[WORK TO BE COMPLETED] Among the entries below, please repeat exactly and only the lines from the line containing "the registry records" to the line containing "const SCHEMES: [&str;", both lines included.

[INPUT DATA]

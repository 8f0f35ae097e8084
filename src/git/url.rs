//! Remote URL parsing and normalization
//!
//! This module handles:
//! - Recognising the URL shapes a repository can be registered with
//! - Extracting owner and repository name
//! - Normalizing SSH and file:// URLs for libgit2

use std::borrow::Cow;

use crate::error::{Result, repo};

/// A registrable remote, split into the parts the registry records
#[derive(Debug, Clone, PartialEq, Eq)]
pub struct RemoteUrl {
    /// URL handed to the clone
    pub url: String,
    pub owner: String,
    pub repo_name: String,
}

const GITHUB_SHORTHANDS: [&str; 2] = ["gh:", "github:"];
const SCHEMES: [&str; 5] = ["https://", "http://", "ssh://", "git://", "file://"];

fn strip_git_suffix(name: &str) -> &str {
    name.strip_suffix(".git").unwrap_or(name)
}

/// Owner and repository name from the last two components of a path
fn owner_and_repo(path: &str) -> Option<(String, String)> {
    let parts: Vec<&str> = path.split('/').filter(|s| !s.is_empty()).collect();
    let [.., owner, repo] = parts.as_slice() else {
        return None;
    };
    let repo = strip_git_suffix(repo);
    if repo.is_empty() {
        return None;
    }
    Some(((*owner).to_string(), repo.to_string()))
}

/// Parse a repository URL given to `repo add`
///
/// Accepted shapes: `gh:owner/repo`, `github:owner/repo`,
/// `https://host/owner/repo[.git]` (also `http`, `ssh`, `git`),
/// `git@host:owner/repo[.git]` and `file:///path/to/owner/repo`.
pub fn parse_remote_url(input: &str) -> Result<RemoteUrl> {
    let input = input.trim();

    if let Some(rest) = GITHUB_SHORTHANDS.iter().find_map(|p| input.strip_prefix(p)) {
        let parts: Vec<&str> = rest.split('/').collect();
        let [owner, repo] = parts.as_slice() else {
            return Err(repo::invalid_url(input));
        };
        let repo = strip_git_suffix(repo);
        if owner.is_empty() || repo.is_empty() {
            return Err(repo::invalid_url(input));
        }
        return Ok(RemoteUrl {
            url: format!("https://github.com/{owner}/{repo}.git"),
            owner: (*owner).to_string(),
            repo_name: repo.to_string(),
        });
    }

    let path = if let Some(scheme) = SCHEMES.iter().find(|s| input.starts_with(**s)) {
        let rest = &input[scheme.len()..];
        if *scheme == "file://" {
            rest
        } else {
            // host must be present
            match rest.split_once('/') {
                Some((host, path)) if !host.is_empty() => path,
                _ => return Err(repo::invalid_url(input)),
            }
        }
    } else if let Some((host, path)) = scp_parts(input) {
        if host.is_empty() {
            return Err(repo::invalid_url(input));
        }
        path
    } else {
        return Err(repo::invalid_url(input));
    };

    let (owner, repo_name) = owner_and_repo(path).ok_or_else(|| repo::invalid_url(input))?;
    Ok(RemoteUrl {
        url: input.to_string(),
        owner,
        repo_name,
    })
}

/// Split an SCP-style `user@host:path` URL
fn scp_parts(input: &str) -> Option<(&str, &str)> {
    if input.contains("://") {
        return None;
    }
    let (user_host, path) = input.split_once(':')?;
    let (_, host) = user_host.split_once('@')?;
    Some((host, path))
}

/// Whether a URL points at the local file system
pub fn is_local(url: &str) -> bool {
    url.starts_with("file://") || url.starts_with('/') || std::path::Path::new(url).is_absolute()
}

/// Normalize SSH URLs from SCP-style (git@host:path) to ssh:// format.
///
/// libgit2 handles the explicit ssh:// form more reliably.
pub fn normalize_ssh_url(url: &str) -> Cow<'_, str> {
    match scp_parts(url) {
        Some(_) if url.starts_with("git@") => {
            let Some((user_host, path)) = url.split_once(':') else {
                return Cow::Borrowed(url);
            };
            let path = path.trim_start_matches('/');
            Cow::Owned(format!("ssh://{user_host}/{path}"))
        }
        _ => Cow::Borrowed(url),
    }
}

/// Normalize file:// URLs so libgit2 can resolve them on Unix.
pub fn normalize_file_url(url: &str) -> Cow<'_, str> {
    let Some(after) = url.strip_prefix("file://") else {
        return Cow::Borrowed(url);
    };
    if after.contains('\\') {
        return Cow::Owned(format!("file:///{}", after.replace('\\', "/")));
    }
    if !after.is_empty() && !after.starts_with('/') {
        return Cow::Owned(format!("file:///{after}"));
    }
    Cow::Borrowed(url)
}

--

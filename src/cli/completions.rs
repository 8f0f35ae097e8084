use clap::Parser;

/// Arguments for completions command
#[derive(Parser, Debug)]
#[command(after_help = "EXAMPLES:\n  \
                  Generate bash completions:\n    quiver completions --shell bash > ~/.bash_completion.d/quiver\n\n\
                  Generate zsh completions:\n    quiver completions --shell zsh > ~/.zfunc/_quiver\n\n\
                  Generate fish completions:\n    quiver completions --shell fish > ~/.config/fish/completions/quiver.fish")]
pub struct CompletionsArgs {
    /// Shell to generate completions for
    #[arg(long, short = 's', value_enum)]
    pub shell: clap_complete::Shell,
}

[SOLUTION TO THE PROBLEM]
/// A registrable remote, split into the parts the registry records
#[derive(Debug, Clone, PartialEq, Eq)]
pub struct RemoteUrl {
    /// URL handed to the clone
    pub url: String,
    pub owner: String,
    pub repo_name: String,
}

const GITHUB_SHORTHANDS: [&str; 2] = ["gh:", "github:"];
const SCHEMES: [&str; 5] = ["https://", "http://", "ssh://", "git://", "file://"];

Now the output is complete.